A partir de ese instante, no volvió a haber ningún silencio incómodo.

Ahora, en cambio, la historia es otra. Y sé que necesito concentrarme.

-¿Cuánto te debo, compadre? – Pregunta el más alto de los sujetos. Lleva una camisa de cuadros azules y unos jeans viejos que parece haber heredado de algún miembro de su familia.

-Lo de siempre, viejo. Ni más ni menos – Sonríe el otro tipo y en su sonrisa se muestra brillante un diente de oro. El hombre de la transacción tiene la apariencia de un estafador empedernido. Los pocos cabellos en su cabeza peinados hacia un costado y una maleta de la que extrae un pequeño envoltorio que entrega al otro sujeto.

Una transacción rápida.

No me interesa el tipo de los jeans desteñidos. No estoy aquí por él.

De hecho, ni siquiera sé por qué estoy aquí.

Mírame, agazapado en el techo de la casa de sabrá Dios quién. Vestido con un ridículo pantalón negro y una casaca ploma que abriga mis buenas intenciones, aprovechando en despistarlas tan solo un momento para que pueda hacer lo que he venido a hacer. Mientras contemplo cómo llevan a cabo sus negocios, no puedo evitar pensar en la mujer que acabo de conocer tan solo hace unas horas atrás.

“Concéntrate”

¡Vamos, Delia! Déjame disfrutar este pequeño momento. No es que siempre conozca chicas que estén dispuestas a caminar conmigo más de cinco cuadras y lo sabemos, ¿verdad? 

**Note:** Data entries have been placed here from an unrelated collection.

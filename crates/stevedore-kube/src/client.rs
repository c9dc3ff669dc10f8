//! kube-rs backed collaborators
//!
//! Production implementations of the traits in [`crate::session`]:
//! [`KubeObjects`] for get/update/watch, [`KubeExec`] for commands run
//! through the pod exec subresource, and [`KubeImages`] for builder image
//! metadata read from OpenShift image stream tags.

use async_trait::async_trait;
use futures::StreamExt;
use k8s_openapi::NamespaceResourceScope;
use k8s_openapi::api::apps::v1::Deployment;
use k8s_openapi::api::core::v1::Pod;
use kube::Client;
use kube::api::{
    Api, ApiResource, AttachParams, DynamicObject, GroupVersionKind, PostParams, WatchEvent,
    WatchParams,
};
use serde::Serialize;
use serde::de::DeserializeOwned;
use serde_json::Value;
use std::collections::BTreeMap;
use std::fmt::Debug;
use stevedore_core::{BuilderMetadata, ImageRef};
use tokio::io::{AsyncReadExt, AsyncWriteExt};

use crate::error::{KubeError, Result};
use crate::resource::{Kinded, ResourceKind, ResourceRef, Selector};
use crate::session::{
    BuilderImages, ExecInput, ExecOutput, ObjectSession, ObservedEvent, RemoteExec, Rollouts,
    WatchSession,
};

/// Namespace holding the shared builder image streams
pub const DEFAULT_IMAGE_NAMESPACE: &str = "openshift";

/// [`ObjectSession`] over one kind through the Kubernetes API
#[derive(Clone)]
pub struct KubeObjects<K> {
    api: Api<K>,
    namespace: Option<String>,
}

impl<K> KubeObjects<K>
where
    K: kube::Resource,
    <K as kube::Resource>::DynamicType: Default,
{
    /// Session bound to `namespace`
    pub fn namespaced(client: Client, namespace: &str) -> Self
    where
        K: kube::Resource<Scope = NamespaceResourceScope>,
    {
        Self {
            api: Api::namespaced(client, namespace),
            namespace: Some(namespace.to_string()),
        }
    }

    /// Session over a cluster-scoped kind
    pub fn cluster(client: Client) -> Self {
        Self {
            api: Api::all(client),
            namespace: None,
        }
    }
}

#[async_trait]
impl<K> ObjectSession<K> for KubeObjects<K>
where
    K: Kinded + kube::Resource + Clone + Debug + Serialize + DeserializeOwned + Send + Sync + 'static,
{
    fn namespace(&self) -> Option<&str> {
        self.namespace.as_deref()
    }

    async fn get(&self, name: &str) -> Result<K> {
        self.api
            .get(name)
            .await
            .map_err(|e| KubeError::from_api(&self.reference(name), e))
    }

    async fn update(&self, object: &K) -> Result<K> {
        let name = object.object_name();
        self.api
            .replace(name, &PostParams::default(), object)
            .await
            .map_err(|e| KubeError::from_api(&self.reference(name), e))
    }

    async fn watch(&self, selector: &Selector) -> Result<WatchSession<K>> {
        let resource = self.watch_reference(selector);

        let mut params = WatchParams::default();
        if let Some(fields) = &selector.fields {
            params = params.fields(fields);
        }
        if let Some(labels) = &selector.labels {
            params = params.labels(labels);
        }

        // "0" replays current state as synthetic Added events
        let stream = self
            .api
            .watch(&params, "0")
            .await
            .map_err(|e| KubeError::from_api(&resource, e))?;

        let events = stream
            .filter_map(|item| async move {
                match item {
                    Ok(WatchEvent::Added(o)) => Some(ObservedEvent::added(o)),
                    Ok(WatchEvent::Modified(o)) => Some(ObservedEvent::modified(o)),
                    Ok(WatchEvent::Deleted(o)) => Some(ObservedEvent::deleted(o)),
                    Ok(WatchEvent::Bookmark(_)) => None,
                    Ok(WatchEvent::Error(status)) => Some(ObservedEvent::error(status.message)),
                    Err(e) => Some(ObservedEvent::error(e.to_string())),
                }
            })
            .boxed();

        // dropping the stream ends the HTTP request
        Ok(WatchSession::new(resource, events, || {}))
    }
}

#[async_trait]
impl Rollouts for KubeObjects<Deployment> {
    async fn trigger_rollout(&self, name: &str) -> Result<()> {
        tracing::debug!(deployment = name, "triggering rollout");
        self.api
            .restart(name)
            .await
            .map_err(|e| KubeError::from_api(&self.reference(name), e))?;
        Ok(())
    }
}

/// [`RemoteExec`] through the pod exec subresource
#[derive(Clone)]
pub struct KubeExec {
    api: Api<Pod>,
}

impl KubeExec {
    pub fn new(client: Client, namespace: &str) -> Self {
        Self {
            api: Api::namespaced(client, namespace),
        }
    }
}

#[async_trait]
impl RemoteExec for KubeExec {
    async fn exec(
        &self,
        pod: &str,
        command: &[String],
        stdin: Option<ExecInput>,
    ) -> Result<ExecOutput> {
        let failed = |message: String| KubeError::Exec {
            pod: pod.to_string(),
            command: command.to_vec(),
            message,
        };

        let params = AttachParams::default()
            .stdin(stdin.is_some())
            .stdout(true)
            .stderr(true);

        tracing::debug!(pod, ?command, "exec");
        let mut attached = self
            .api
            .exec(pod, command.to_vec(), &params)
            .await
            .map_err(|e| failed(e.to_string()))?;

        let remote_stdin = attached.stdin();
        let remote_stdout = attached.stdout();
        let remote_stderr = attached.stderr();

        let feed = async move {
            match (stdin, remote_stdin) {
                (Some(mut input), Some(mut writer)) => {
                    tokio::io::copy(&mut input, &mut writer).await?;
                    writer.shutdown().await
                }
                _ => Ok(()),
            }
        };
        let collect_stdout = async move {
            let mut out = String::new();
            if let Some(mut reader) = remote_stdout {
                reader.read_to_string(&mut out).await?;
            }
            Ok::<_, std::io::Error>(out)
        };
        let collect_stderr = async move {
            let mut out = String::new();
            if let Some(mut reader) = remote_stderr {
                reader.read_to_string(&mut out).await?;
            }
            Ok::<_, std::io::Error>(out)
        };

        let (fed, stdout, stderr) = tokio::join!(feed, collect_stdout, collect_stderr);

        let status = match attached.take_status() {
            Some(status) => status.await,
            None => None,
        };
        attached.join().await.map_err(|e| failed(e.to_string()))?;

        if let Some(status) = status
            && status.status.as_deref() != Some("Success")
        {
            return Err(failed(
                status
                    .message
                    .unwrap_or_else(|| "command exited with failure".to_string()),
            ));
        }

        fed.map_err(|e| KubeError::Stream(e.to_string()))?;
        Ok(ExecOutput {
            stdout: stdout.map_err(|e| KubeError::Stream(e.to_string()))?,
            stderr: stderr.map_err(|e| KubeError::Stream(e.to_string()))?,
        })
    }
}

/// [`BuilderImages`] reading `ImageStreamTag` objects
#[derive(Clone)]
pub struct KubeImages {
    client: Client,
    resource: ApiResource,
}

impl KubeImages {
    pub fn new(client: Client) -> Self {
        let gvk = GroupVersionKind::gvk("image.openshift.io", "v1", "ImageStreamTag");
        Self {
            client,
            resource: ApiResource::from_gvk_with_plural(&gvk, "imagestreamtags"),
        }
    }
}

#[async_trait]
impl BuilderImages for KubeImages {
    async fn metadata(&self, image: &ImageRef) -> Result<BuilderMetadata> {
        let namespace = image.namespace.as_deref().unwrap_or(DEFAULT_IMAGE_NAMESPACE);
        let name = image.lookup_name();
        let reference = ResourceRef::namespaced(ResourceKind::ImageStreamTag, namespace, &name);

        let api: Api<DynamicObject> =
            Api::namespaced_with(self.client.clone(), namespace, &self.resource);
        let tag = api
            .get(&name)
            .await
            .map_err(|e| KubeError::from_api(&reference, e))?;

        tracing::debug!(image = %image, "read builder image metadata");
        Ok(metadata_from_tag(&tag.data))
    }
}

/// Labels and working directory from an image stream tag body
///
/// `ContainerConfig` wins over `Config`; missing sections yield empty metadata.
pub fn metadata_from_tag(tag: &Value) -> BuilderMetadata {
    let docker = &tag["image"]["dockerImageMetadata"];
    let config = ["ContainerConfig", "Config"]
        .iter()
        .map(|section| &docker[section])
        .find(|c| c.get("Labels").is_some_and(|l| !l.is_null()) || c.get("WorkingDir").is_some());

    let labels: BTreeMap<String, String> = config
        .and_then(|c| c.get("Labels"))
        .and_then(Value::as_object)
        .map(|labels| {
            labels
                .iter()
                .filter_map(|(k, v)| v.as_str().map(|v| (k.clone(), v.to_string())))
                .collect()
        })
        .unwrap_or_default();
    let working_dir = config
        .and_then(|c| c.get("WorkingDir"))
        .and_then(Value::as_str)
        .unwrap_or_default();

    BuilderMetadata::new(labels, working_dir)
}
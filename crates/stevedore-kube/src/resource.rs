//! Resource references and watch selectors

use k8s_openapi::api::apps::v1::Deployment;
use k8s_openapi::api::core::v1::{Pod, Secret};
use std::fmt;

/// Kinds of cluster objects this engine reads, mutates or watches
#[derive(Debug, Clone, Copy, PartialEq, Eq, Hash)]
pub enum ResourceKind {
    Deployment,
    Pod,
    Build,
    Secret,
    Project,
    ImageStreamTag,
}

impl ResourceKind {
    pub fn as_str(&self) -> &'static str {
        match self {
            ResourceKind::Deployment => "Deployment",
            ResourceKind::Pod => "Pod",
            ResourceKind::Build => "Build",
            ResourceKind::Secret => "Secret",
            ResourceKind::Project => "Project",
            ResourceKind::ImageStreamTag => "ImageStreamTag",
        }
    }
}

impl fmt::Display for ResourceKind {
    fn fmt(&self, f: &mut fmt::Formatter<'_>) -> fmt::Result {
        f.write_str(self.as_str())
    }
}

/// Static kind of a cluster object type
pub trait Kinded {
    const KIND: ResourceKind;

    /// Object name, empty when unset
    fn object_name(&self) -> &str;
}

macro_rules! kinded {
    ($ty:ty, $kind:expr) => {
        impl Kinded for $ty {
            const KIND: ResourceKind = $kind;

            fn object_name(&self) -> &str {
                self.metadata.name.as_deref().unwrap_or_default()
            }
        }
    };
}

kinded!(Deployment, ResourceKind::Deployment);
kinded!(Pod, ResourceKind::Pod);
kinded!(Secret, ResourceKind::Secret);

/// (kind, namespace, name) triple identifying a cluster object
///
/// When a watch targets a label selector rather than a single name, the name
/// is the bracketed selector, so messages still identify what was watched.
#[derive(Debug, Clone, PartialEq, Eq, Hash)]
pub struct ResourceRef {
    pub kind: ResourceKind,
    pub namespace: Option<String>,
    pub name: String,
}

impl ResourceRef {
    /// Reference a namespaced object
    pub fn namespaced(kind: ResourceKind, namespace: &str, name: &str) -> Self {
        Self {
            kind,
            namespace: Some(namespace.to_string()),
            name: name.to_string(),
        }
    }

    /// Reference a cluster-scoped object
    pub fn cluster(kind: ResourceKind, name: &str) -> Self {
        Self {
            kind,
            namespace: None,
            name: name.to_string(),
        }
    }

    /// Reference whatever objects match a label selector
    pub fn selected(kind: ResourceKind, namespace: &str, labels: &str) -> Self {
        Self::namespaced(kind, namespace, &format!("[{}]", labels))
    }
}

impl fmt::Display for ResourceRef {
    fn fmt(&self, f: &mut fmt::Formatter<'_>) -> fmt::Result {
        match &self.namespace {
            Some(ns) => write!(f, "{} {}/{}", self.kind, ns, self.name),
            None => write!(f, "{} {}", self.kind, self.name),
        }
    }
}

/// Field and label selector scoping a watch
#[derive(Debug, Clone, Default, PartialEq, Eq)]
pub struct Selector {
    pub fields: Option<String>,
    pub labels: Option<String>,
}

impl Selector {
    /// Select a single object by name
    pub fn by_name(name: &str) -> Self {
        Self {
            fields: Some(format!("metadata.name={}", name)),
            labels: None,
        }
    }

    /// Select by label selector expression
    pub fn by_labels(labels: &str) -> Self {
        Self {
            fields: None,
            labels: Some(labels.to_string()),
        }
    }

    /// Exact name from a `metadata.name=<name>` field selector
    pub fn name(&self) -> Option<&str> {
        self.fields
            .as_deref()?
            .split(',')
            .find_map(|term| term.strip_prefix("metadata.name="))
    }

    /// Whether an object with this name and labels is selected
    ///
    /// Only equality terms are understood, which is all this engine emits.
    pub fn matches<'a, I>(&self, name: &str, labels: I) -> bool
    where
        I: IntoIterator<Item = (&'a String, &'a String)> + Clone,
    {
        if let Some(wanted) = self.name()
            && wanted != name
        {
            return false;
        }

        let Some(expr) = self.labels.as_deref() else {
            return true;
        };

        expr.split(',').filter(|t| !t.trim().is_empty()).all(|term| {
            let Some((key, value)) = term.split_once('=') else {
                return false;
            };
            let (key, value) = (key.trim().trim_end_matches('='), value.trim());
            labels
                .clone()
                .into_iter()
                .any(|(k, v)| k == key && v == value)
        })
    }
}

impl fmt::Display for Selector {
    fn fmt(&self, f: &mut fmt::Formatter<'_>) -> fmt::Result {
        let parts: Vec<&str> = [self.fields.as_deref(), self.labels.as_deref()]
            .into_iter()
            .flatten()
            .collect();
        if parts.is_empty() {
            f.write_str("<all>")
        } else {
            f.write_str(&parts.join(","))
        }
    }
}

/// Build a label selector expression from key/value pairs
pub fn labels_to_selector<'a, I>(labels: I) -> String
where
    I: IntoIterator<Item = (&'a String, &'a String)>,
{
    let mut terms: Vec<String> = labels
        .into_iter()
        .map(|(k, v)| format!("{}={}", k, v))
        .collect();
    terms.sort();
    terms.join(",")
}
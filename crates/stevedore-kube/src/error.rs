//! Error types for stevedore-kube

use std::time::Duration;
use thiserror::Error;

use crate::resource::ResourceRef;

/// Result type for stevedore-kube operations
pub type Result<T> = std::result::Result<T, KubeError>;

/// Errors that can occur while converging or synchronizing a component
#[derive(Debug, Error)]
#[non_exhaustive]
pub enum KubeError {
    /// Requested resource is absent
    #[error("{resource} not found")]
    NotFound { resource: ResourceRef },

    /// A watch deadline elapsed without a matching or terminal event
    #[error("timed out after {elapsed:?} waiting for {resource}")]
    Timeout {
        resource: ResourceRef,
        elapsed: Duration,
    },

    /// The observed object reached a failure state
    #[error("{resource} reached terminal state '{state}'")]
    TerminalFailure { resource: ResourceRef, state: String },

    /// An update was rejected because of a concurrent modification
    #[error("conflict updating {resource}: {message}")]
    Conflict {
        resource: ResourceRef,
        message: String,
    },

    /// Local precondition violated, detected before any network call
    #[error("invalid input: {0}")]
    MalformedInput(String),

    /// The server closed the event stream before a terminal match
    #[error("watch on {resource} was closed unexpectedly")]
    StreamClosed { resource: ResourceRef },

    /// The server reported an error on the event stream
    #[error("watch on {resource} failed: {message}")]
    WatchFailed {
        resource: ResourceRef,
        message: String,
    },

    /// Pipe, tar or remote-exec transport failure
    #[error("stream failure: {0}")]
    Stream(String),

    /// Remote command failed
    #[error("command {command:?} in pod '{pod}' failed: {message}")]
    Exec {
        pod: String,
        command: Vec<String>,
        message: String,
    },

    /// Kubernetes API error
    #[error("Kubernetes API error: {0}")]
    Api(#[source] kube::Error),

    /// Core (parsing/config) error
    #[error(transparent)]
    Core(#[from] stevedore_core::CoreError),

    /// Serialization error
    #[error("serialization error: {0}")]
    Serialization(String),

    /// IO error
    #[error("IO error: {0}")]
    Io(#[from] std::io::Error),
}

impl From<serde_json::Error> for KubeError {
    fn from(e: serde_json::Error) -> Self {
        KubeError::Serialization(e.to_string())
    }
}

impl From<serde_yaml::Error> for KubeError {
    fn from(e: serde_yaml::Error) -> Self {
        KubeError::Serialization(e.to_string())
    }
}

impl KubeError {
    /// Translate a raw API error for `resource`: 404 and 409 get their own variants
    pub fn from_api(resource: &ResourceRef, err: kube::Error) -> Self {
        match err {
            kube::Error::Api(resp) if resp.code == 404 => KubeError::NotFound {
                resource: resource.clone(),
            },
            kube::Error::Api(resp) if resp.code == 409 => KubeError::Conflict {
                resource: resource.clone(),
                message: resp.message,
            },
            other => KubeError::Api(other),
        }
    }

    /// Check if this is a Not Found error
    pub fn is_not_found(&self) -> bool {
        match self {
            KubeError::NotFound { .. } => true,
            KubeError::Api(kube::Error::Api(resp)) => resp.code == 404,
            _ => false,
        }
    }

    /// Check if this is a conflict error (409)
    pub fn is_conflict(&self) -> bool {
        match self {
            KubeError::Conflict { .. } => true,
            KubeError::Api(kube::Error::Api(resp)) => resp.code == 409,
            _ => false,
        }
    }

    /// Check if a watch deadline elapsed
    pub fn is_timeout(&self) -> bool {
        matches!(self, KubeError::Timeout { .. })
    }
}
//! Image reference parsing
//!
//! Builder images are referenced as `[namespace/]name[:tag]` or
//! `[namespace/]name@digest`. A reference without tag or digest points at `latest`.

use std::fmt;

use crate::error::{CoreError, Result};

/// Tag used when a reference names neither a tag nor a digest
pub const DEFAULT_TAG: &str = "latest";

/// A parsed image reference
#[derive(Debug, Clone, PartialEq, Eq)]
pub struct ImageRef {
    /// Namespace the image stream lives in (empty when unqualified)
    pub namespace: Option<String>,
    /// Image name
    pub name: String,
    /// Tag, when referenced by tag
    pub tag: Option<String>,
    /// Digest, when referenced by digest
    pub digest: Option<String>,
}

impl ImageRef {
    /// Parse an image reference
    pub fn parse(reference: &str) -> Result<Self> {
        let invalid = || CoreError::InvalidImageReference {
            reference: reference.to_string(),
        };

        let digest_parts: Vec<&str> = reference.split('@').collect();
        match digest_parts.as_slice() {
            [name, digest] => {
                if name.is_empty() || digest.is_empty() {
                    return Err(invalid());
                }
                let (namespace, name) = split_namespace(name).ok_or_else(invalid)?;
                Ok(Self {
                    namespace,
                    name,
                    tag: None,
                    digest: Some(digest.to_string()),
                })
            }
            [image] if !image.is_empty() => {
                let tag_parts: Vec<&str> = image.split(':').collect();
                let (name, tag) = match tag_parts.as_slice() {
                    [name, tag] if !name.is_empty() && !tag.is_empty() => (*name, *tag),
                    [name] => (*name, DEFAULT_TAG),
                    _ => return Err(invalid()),
                };
                let (namespace, name) = split_namespace(name).ok_or_else(invalid)?;
                Ok(Self {
                    namespace,
                    name,
                    tag: Some(tag.to_string()),
                    digest: None,
                })
            }
            _ => Err(invalid()),
        }
    }

    /// Tag or digest suffix used to look the image up (`name:tag` / `name@digest`)
    pub fn lookup_name(&self) -> String {
        match (&self.tag, &self.digest) {
            (_, Some(digest)) => format!("{}@{}", self.name, digest),
            (Some(tag), None) => format!("{}:{}", self.name, tag),
            (None, None) => format!("{}:{}", self.name, DEFAULT_TAG),
        }
    }
}

fn split_namespace(name: &str) -> Option<(Option<String>, String)> {
    let parts: Vec<&str> = name.split('/').collect();
    match parts.as_slice() {
        [ns, name] if !ns.is_empty() && !name.is_empty() => {
            Some((Some(ns.to_string()), name.to_string()))
        }
        [name] if !name.is_empty() => Some((None, name.to_string())),
        _ => None,
    }
}

impl fmt::Display for ImageRef {
    fn fmt(&self, f: &mut fmt::Formatter<'_>) -> fmt::Result {
        if let Some(ns) = &self.namespace {
            write!(f, "{}/", ns)?;
        }
        write!(f, "{}", self.lookup_name())
    }
}
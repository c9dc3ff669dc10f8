//! In-process byte pipe between a blocking writer and an async reader
//!
//! The write end implements [`std::io::Write`] so the tar builder can run on
//! a blocking thread; the read end implements [`AsyncRead`] so it can feed a
//! remote command's stdin. Capacity is bounded, so the writer blocks until
//! the reader catches up.
//!
//! Closing either end unblocks the other: a dropped reader turns every write
//! into `BrokenPipe`, and a writer closed with an error hands that error to
//! the reader instead of a clean end of stream.

use std::io;
use std::pin::Pin;
use std::task::{Context, Poll};
use tokio::io::{AsyncRead, ReadBuf};
use tokio::sync::mpsc;

/// Number of in-flight chunks before the writer blocks
pub const PIPE_CAPACITY: usize = 16;

type Chunk = io::Result<Vec<u8>>;

/// Create a connected pipe
pub fn pipe() -> (PipeWriter, PipeReader) {
    let (tx, rx) = mpsc::channel(PIPE_CAPACITY);
    (
        PipeWriter { tx: Some(tx) },
        PipeReader {
            rx,
            pending: Vec::new(),
            offset: 0,
        },
    )
}

/// Blocking write end
///
/// Must not be used from inside an async task; run the producer on a
/// blocking thread.
#[derive(Debug)]
pub struct PipeWriter {
    tx: Option<mpsc::Sender<Chunk>>,
}

impl PipeWriter {
    /// Close the pipe, handing `error` to the reader
    pub fn close_with_error(mut self, error: io::Error) {
        if let Some(tx) = self.tx.take() {
            // reader already gone: nobody left to tell
            let _ = tx.blocking_send(Err(error));
        }
    }

    fn broken() -> io::Error {
        io::Error::new(io::ErrorKind::BrokenPipe, "pipe reader closed")
    }
}

impl io::Write for PipeWriter {
    fn write(&mut self, buf: &[u8]) -> io::Result<usize> {
        if buf.is_empty() {
            return Ok(0);
        }
        let tx = self.tx.as_ref().ok_or_else(Self::broken)?;
        tx.blocking_send(Ok(buf.to_vec()))
            .map_err(|_| Self::broken())?;
        Ok(buf.len())
    }

    fn flush(&mut self) -> io::Result<()> {
        Ok(())
    }
}

/// Async read end
#[derive(Debug)]
pub struct PipeReader {
    rx: mpsc::Receiver<Chunk>,
    pending: Vec<u8>,
    offset: usize,
}

impl AsyncRead for PipeReader {
    fn poll_read(
        mut self: Pin<&mut Self>,
        cx: &mut Context<'_>,
        buf: &mut ReadBuf<'_>,
    ) -> Poll<io::Result<()>> {
        loop {
            if self.offset < self.pending.len() {
                let n = buf.remaining().min(self.pending.len() - self.offset);
                let start = self.offset;
                buf.put_slice(&self.pending[start..start + n]);
                self.offset += n;
                return Poll::Ready(Ok(()));
            }

            match self.rx.poll_recv(cx) {
                Poll::Ready(Some(Ok(chunk))) => {
                    self.pending = chunk;
                    self.offset = 0;
                }
                Poll::Ready(Some(Err(e))) => return Poll::Ready(Err(e)),
                // every writer dropped: end of stream
                Poll::Ready(None) => return Poll::Ready(Ok(())),
                Poll::Pending => return Poll::Pending,
            }
        }
    }
}

#[cfg(test)]
mod tests {
    use super::*;
    use std::io::Write;
    use tokio::io::AsyncReadExt;

    #[tokio::test]
    async fn test_bytes_flow_through() {
        let (mut writer, mut reader) = pipe();
        let producer = tokio::task::spawn_blocking(move || {
            for i in 0..100u8 {
                writer.write_all(&[i; 64]).unwrap();
            }
        });

        let mut out = Vec::new();
        reader.read_to_end(&mut out).await.unwrap();
        producer.await.unwrap();

        assert_eq!(out.len(), 6400);
        assert_eq!(out[64 * 99], 99);
    }

    #[tokio::test]
    async fn test_writer_error_reaches_reader() {
        let (mut writer, mut reader) = pipe();
        tokio::task::spawn_blocking(move || {
            writer.write_all(b"partial").unwrap();
            writer.close_with_error(io::Error::other("walk failed"));
        });

        let mut out = Vec::new();
        let err = reader.read_to_end(&mut out).await.unwrap_err();
        assert_eq!(err.to_string(), "walk failed");
    }

    #[tokio::test]
    async fn test_dropped_reader_breaks_writer() {
        let (mut writer, reader) = pipe();
        drop(reader);
        let err = tokio::task::spawn_blocking(move || writer.write_all(b"data"))
            .await
            .unwrap()
            .unwrap_err();
        assert_eq!(err.kind(), io::ErrorKind::BrokenPipe);
    }
}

Por supuesto, las que tengo que llevar cargadas o a rastras, mientras huyo de la gente mala no cuentan.

“¿Te has puesto a pensar en lo que puede significar si te llegas a involucrar tanto con alguien? ¿Qué significaría para su vida?”

Apenas acabo de conocerla y además no eres tú preguntando eso, es mi maldito sentido común usándote para romper ilusiones que ni siquiera han terminado de cuajar.

Así que por favor, cállate y déjame trabajar.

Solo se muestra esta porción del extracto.